E2204. Intrapulmonary Lymph Nodes: Typical Features and Mimics
  1. Raquelle El Alam; Brigham and Women's Hospital
  2. Mark Hammer; Brigham and Women's Hospital
  3. Suzanne Byrne; Brigham and Women's Hospital
Intrapulmonary lymph nodes are a frequent cause of incidental pulmonary nodules. Emerging data allows radiologists to confidently diagnose some of these nodules (i.e., those touching pleural surfaces) as benign, requiring no further follow-up. Other intrapulmonary lymph nodes may be suggested based on typical imaging features but still require follow-up given overlap in appearance with early lung cancer. Finally, radiologists may mistake some malignant nodules, particularly those with subpleural location or pleural tags, as benign intrapulmonary lymph nodes. Recognition of typical features and ‘red flags’ will improve radiologists’ interpretation of chest CTs, limiting false negatives and false positives for incidental pulmonary nodules.

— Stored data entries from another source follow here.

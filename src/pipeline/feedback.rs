//! Notes carried from a failed attempt into the next Stage 3 prompt.

use regex::Regex;
use std::sync::OnceLock;

use crate::prompts::clip;

const NEITHER_QUOTE_CHARS: usize = 200;
const INSUFFICIENT_QUOTE_CHARS: usize = 300;
const ANSWER_PREVIEW_CHARS: usize = 300;

/// At most three plain words between the subject and the verb, so a clause
/// break (`:`, `,`, `.`) ends the phrase.
fn both_pattern() -> &'static Regex {
    static PATTERN: OnceLock<Regex> = OnceLock::new();
    PATTERN.get_or_init(|| {
        Regex::new(r"\bboth (?:models|tiers|implementations|answers)(?: \w+){0,3} (?:succeeded|avoided)\b")
            .expect("both pattern is a valid regex")
    })
}

fn neither_pattern() -> &'static Regex {
    static PATTERN: OnceLock<Regex> = OnceLock::new();
    PATTERN.get_or_init(|| {
        Regex::new(r"\bneither (?:model|tier|implementation|answer)(?: \w+){0,3} succeeded\b")
            .expect("neither pattern is a valid regex")
    })
}

/// Why an attempt did not pass the gate.
#[derive(Debug, Clone, Copy, PartialEq, Eq)]
pub enum FailureKind {
    /// Both tiers avoided every catalog mistake.
    BothAvoided,
    /// Neither tier produced a usable answer.
    NeitherUsable,
    Insufficient,
}

impl FailureKind {
    /// Classify a judge's reasoning by its phrasing.
    pub fn classify(reasoning: &str) -> Self {
        let lowered = reasoning.to_lowercase();
        if both_pattern().is_match(&lowered) {
            FailureKind::BothAvoided
        } else if neither_pattern().is_match(&lowered) {
            FailureKind::NeitherUsable
        } else {
            FailureKind::Insufficient
        }
    }
}

fn preview(answer: &str) -> String {
    let answer = answer.trim();
    let clipped = clip(answer, ANSWER_PREVIEW_CHARS);
    if clipped.len() < answer.len() {
        format!("{}...", clipped)
    } else {
        clipped.to_string()
    }
}

/// Note for an attempt whose judge verdict was negative.
///
/// `mid` and `weak` are the two tier answers the judge compared.
pub fn verdict_note(attempt: u32, reasoning: &str, mid: &str, weak: &str) -> String {
    let reasoning = reasoning.trim();
    match FailureKind::classify(reasoning) {
        FailureKind::BothAvoided => format!(
            "Attempt {}: Both tiers avoided the catalog mistakes. Mid: {} | Weak: {} | Make the requirements subtler so that only deep domain knowledge avoids them.",
            attempt,
            preview(mid),
            preview(weak)
        ),
        FailureKind::NeitherUsable => format!(
            "Attempt {}: Neither tier produced a usable answer. Clarify the task while keeping the conceptual traps. Judge: {}",
            attempt,
            clip(reasoning, NEITHER_QUOTE_CHARS)
        ),
        FailureKind::Insufficient => format!(
            "Attempt {}: Insufficient differentiation between tiers. Judge: {}",
            attempt,
            clip(reasoning, INSUFFICIENT_QUOTE_CHARS)
        ),
    }
}

/// Note for an attempt whose challenge was rejected before any probe.
pub fn challenge_note(attempt: u32, issues: &[String]) -> String {
    format!(
        "Attempt {}: The challenge was rejected: {}",
        attempt,
        issues.join(" ")
    )
}

/// Note for an attempt whose judge reply could not be read.
pub fn malformed_verdict_note(attempt: u32) -> String {
    format!(
        "Attempt {}: The judge returned no usable verdict; make the expected differences easier to observe.",
        attempt
    )
}
use crate::difficulty::DifficultyLevel;
use crate::error::ConfigError;
use crate::stages::types::ContentKind;

/// Opening span marker.
pub const SPAN_OPEN: &str = "<<";
/// Closing span marker.
pub const SPAN_CLOSE: &str = ">>";

fn span_pattern() -> &'static Regex {
    static PATTERN: OnceLock<Regex> = OnceLock::new();
    PATTERN.get_or_init(|| Regex::new(r"<<(.+?)>>").expect("span pattern is a valid regex"))
}

/// Every `<<...>>` span in `text`, in order of appearance.
///
/// Matching is non-greedy and never crosses a line break.
pub fn extract_spans(text: &str) -> Vec<String> {
    span_pattern()
        .captures_iter(text)
        .filter_map(|caps| caps.get(1))
        .map(|m| m.as_str().to_string())
        .collect()
}

/// Bounds applied by [`AssessmentValidator`].
#[derive(Debug, Clone, PartialEq, Serialize, Deserialize)]
pub struct ValidatorConfig {
    pub allowed_difficulties: Vec<DifficultyLevel>,
    pub min_lines: usize,
    pub max_lines: usize,
    pub min_errors: usize,
    pub max_errors: usize,
    pub min_span_len: usize,
    pub max_span_len: usize,
    pub max_description_len: usize,
}

impl Default for ValidatorConfig {
    fn default() -> Self {
        Self {
            allowed_difficulties: DifficultyLevel::ALL.to_vec(),
            min_lines: 24,
            max_lines: 60,
            min_errors: 1,
            max_errors: 5,
            min_span_len: 20,
            max_span_len: 120,
            max_description_len: 180,
        }
    }
}

impl ValidatorConfig {
    /// Profile demanding at least three errors while allowing shorter spans.
    pub fn strict() -> Self {
        Self {
            min_errors: 3,
            min_span_len: 10,
            ..Self::default()
        }
    }

    /// Set the accepted content line range.
    pub fn with_line_bounds(mut self, min: usize, max: usize) -> Self {
        self.min_lines = min;
        self.max_lines = max;
        self
    }

    /// Set the accepted error count range.
    pub fn with_error_bounds(mut self, min: usize, max: usize) -> Self {
        self.min_errors = min;
        self.max_errors = max;
        self
    }

    /// Set the accepted span (error id) length range, in characters.
    pub fn with_span_bounds(mut self, min: usize, max: usize) -> Self {
        self.min_span_len = min;
        self.max_span_len = max;
        self
    }

    /// Check that every range is non-empty.
    pub fn validate(&self) -> Result<(), ConfigError> {
        let ranges = [
            ("content lines", self.min_lines, self.max_lines),
            ("error count", self.min_errors, self.max_errors),
            ("span length", self.min_span_len, self.max_span_len),
        ];
        for (name, min, max) in ranges {
            if min > max {
                return Err(ConfigError::InvalidBounds {
                    name: name.to_string(),
                    min,
                    max,
                });
            }
        }
        if self.max_errors == 0 {
            return Err(ConfigError::ZeroLimit("max_errors".to_string()));
        }
        if self.allowed_difficulties.is_empty() {
            return Err(ConfigError::InvalidValue {
                key: "allowed_difficulties".to_string(),
                value: "[]".to_string(),
                reason: "at least one difficulty must be allowed".to_string(),
            });
        }
        Ok(())
    }
}

/// One marked flaw in an assessment.
#[derive(Debug, Clone, PartialEq, Eq, Serialize, Deserialize)]
pub struct AssessmentError {
    /// The exact substring wrapped in span markers.
    pub id: String,
    /// Student-facing explanation.
    pub description: String,
}

/// A validated, sanitized assessment.
#[derive(Debug, Clone, PartialEq, Serialize, Deserialize)]
pub struct AssessmentPayload {
    pub title: String,
    pub difficulty: DifficultyLevel,
    pub content_type: ContentKind,
    pub content: Vec<String>,
    /// Same lines as `content`, for consumers of the older field name.
    pub code: Vec<String>,
    pub errors: Vec<AssessmentError>,
}

impl AssessmentPayload {
    /// Content lines joined with newlines.
    pub fn joined_content(&self) -> String {
        self.content.join("\n")
    }

    pub fn to_value(&self) -> Value {
        serde_json::to_value(self).unwrap_or(Value::Null)
    }
}

/// Validates raw composer output against a [`ValidatorConfig`].
#[derive(Debug, Clone, Default)]
pub struct AssessmentValidator {
    config: ValidatorConfig,
}

impl AssessmentValidator {
    pub fn new(config: ValidatorConfig) -> Self {
        Self { config }
    }

    pub fn config(&self) -> &ValidatorConfig {
        &self.config
    }

    /// Validate a raw payload.
    ///
    /// Returns the sanitized payload when every check passes, otherwise the
    /// ordered list of violation messages.
    pub fn validate(&self, raw: &Value) -> Result<AssessmentPayload, Vec<String>> {
        let Some(object) = raw.as_object() else {
            return Err(vec!["Assessment payload must be a JSON object.".to_string()]);
        };
        let cfg = &self.config;
        let mut issues = Vec::new();

        let title = object
            .get("title")
            .and_then(Value::as_str)
            .map(str::trim)
            .filter(|title| !title.is_empty());
        if title.is_none() {
            issues.push("`title` must be a non-empty string.".to_string());
        }

        let difficulty = object
            .get("difficulty")
            .and_then(Value::as_str)
            .and_then(|label| label.parse::<DifficultyLevel>().ok())
            .filter(|level| cfg.allowed_difficulties.contains(level));
        if difficulty.is_none() {
            let allowed: Vec<&str> = cfg.allowed_difficulties.iter().map(|d| d.as_str()).collect();
            issues.push(format!(
                "`difficulty` must be one of: {}.",
                allowed.join(", ")
            ));
        }

        let content_type = resolve_content_type(object, &mut issues);
        let lines = resolve_lines(object, &mut issues);

        let joined = lines.as_ref().map(|lines| lines.join("\n"));
        let spans = joined.as_deref().map(extract_spans).unwrap_or_default();

        if let (Some(lines), Some(joined)) = (&lines, &joined) {
            if lines.len() < cfg.min_lines || lines.len() > cfg.max_lines {
                issues.push(format!(
                    "`content` must contain between {} and {} lines (found {}).",
                    cfg.min_lines,
                    cfg.max_lines,
                    lines.len()
                ));
            }
            if spans.is_empty() {
                issues.push("No <<...>> error spans were found in the `content`.".to_string());
            }
            if joined.matches(SPAN_OPEN).count() != joined.matches(SPAN_CLOSE).count() {
                issues.push("Unbalanced number of << and >> delimiters in the `content`.".to_string());
            }
        }

        let errors = self.check_errors(object, joined.as_deref().unwrap_or(""), &spans, &mut issues);

        if lines.is_some() && spans.len() != errors.len() {
            issues.push(format!(
                "Number of marked spans ({}) does not match number of error entries ({}).",
                spans.len(),
                errors.len()
            ));
        }

        match (issues.is_empty(), title, difficulty, content_type, lines) {
            (true, Some(title), Some(difficulty), Some(content_type), Some(lines)) => {
                Ok(AssessmentPayload {
                    title: title.to_string(),
                    difficulty,
                    content_type,
                    code: lines.clone(),
                    content: lines,
                    errors,
                })
            }
            _ => Err(issues),
        }
    }

    /// Check every declared error entry; returns the trimmed entries.
    fn check_errors(
        &self,
        object: &Map<String, Value>,
        joined: &str,
        spans: &[String],
        issues: &mut Vec<String>,
    ) -> Vec<AssessmentError> {
        let cfg = &self.config;
        let Some(entries) = object.get("errors").and_then(Value::as_array) else {
            issues.push("`errors` must be an array of objects.".to_string());
            return Vec::new();
        };

        if entries.len() < cfg.min_errors || entries.len() > cfg.max_errors {
            issues.push(format!(
                "`errors` must contain between {} and {} entries (found {}).",
                cfg.min_errors,
                cfg.max_errors,
                entries.len()
            ));
        }

        let mut seen = HashSet::new();
        let mut errors = Vec::with_capacity(entries.len());

        for (index, entry) in entries.iter().enumerate() {
            let Some(entry) = entry.as_object() else {
                issues.push(format!("Error entry {} must be an object.", index + 1));
                continue;
            };
            let id = entry
                .get("id")
                .and_then(Value::as_str)
                .map(str::trim)
                .unwrap_or_default();
            if id.is_empty() {
                issues.push(format!("Error entry {} needs a non-empty `id`.", index + 1));
                continue;
            }

            let id_len = id.chars().count();
            if id_len < cfg.min_span_len || id_len > cfg.max_span_len {
                issues.push(format!(
                    "Error id '{}' must be between {} and {} characters (found {}).",
                    id, cfg.min_span_len, cfg.max_span_len, id_len
                ));
            }
            if !seen.insert(id.to_string()) {
                issues.push(format!("Error id '{}' is declared more than once.", id));
            }

            let occurrences = joined.matches(&format!("{SPAN_OPEN}{id}{SPAN_CLOSE}")).count();
            if occurrences != 1 {
                issues.push(format!(
                    "Error id '{}' must appear exactly once in the `content`; found {}.",
                    id, occurrences
                ));
            }
            if !spans.iter().any(|span| span == id) {
                issues.push(format!(
                    "Error id '{}' is not wrapped in <<...>> within the `content`.",
                    id
                ));
            }

            let description = entry
                .get("description")
                .and_then(Value::as_str)
                .map(str::trim)
                .unwrap_or_default();
            let description_len = description.chars().count();
            if description.is_empty() {
                issues.push(format!("Error '{}' needs a non-empty `description`.", id));
            } else if description_len > cfg.max_description_len {
                issues.push(format!(
                    "Description for error '{}' must be at most {} characters (found {}).",
                    id, cfg.max_description_len, description_len
                ));
            }

            errors.push(AssessmentError {
                id: id.to_string(),
                description: description.to_string(),
            });
        }

        errors
    }
}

Educational Goals / Teaching Points
Describe the typical imaging features of intrapulmonary lymph nodes. Describe ‘red flag’ features that should prompt radiologists to suggest that a subpleural nodule is not an intrapulmonary lymph node.

Key Anatomic/Physiologic Issues and Imaging Findings/Techniques
Intrapulmonary lymph nodes have typical shapes and locations. The typical shapes of intrapulmonary lymph nodes include: triangular, polygonal, oval, and lenticular. The typical locations of intrapulmonary lymph nodes include: perifissural, other subpleural (e.g., costal pleura), septal connection to the pleura, or at bronchial and vascular bifurcations. Incidental pulmonary nodules with typical shape and perifissural or other subpleural locations may be confidently diagnosed as intrapulmonary lymph nodes. Incidental pulmonary nodules with typical shape and other typical locations may be suggested to represent intrapulmonary lymph nodes, but follow-up is required. ‘Red flag’ findings include subsolid density or lobulated margins. Radiologists should not suggest these nodules are intrapulmonary lymph nodes. Radiologists should exercise caution about perifissural nodules in patients with history of malignancy that can metastasize to the pleura, as these can be early pleural metastases.

Radiologists should be aware of typical features of intrapulmonary lymph nodes as well as red flags to reduce unnecessary follow-up imaging and avoid missing any lung cancers.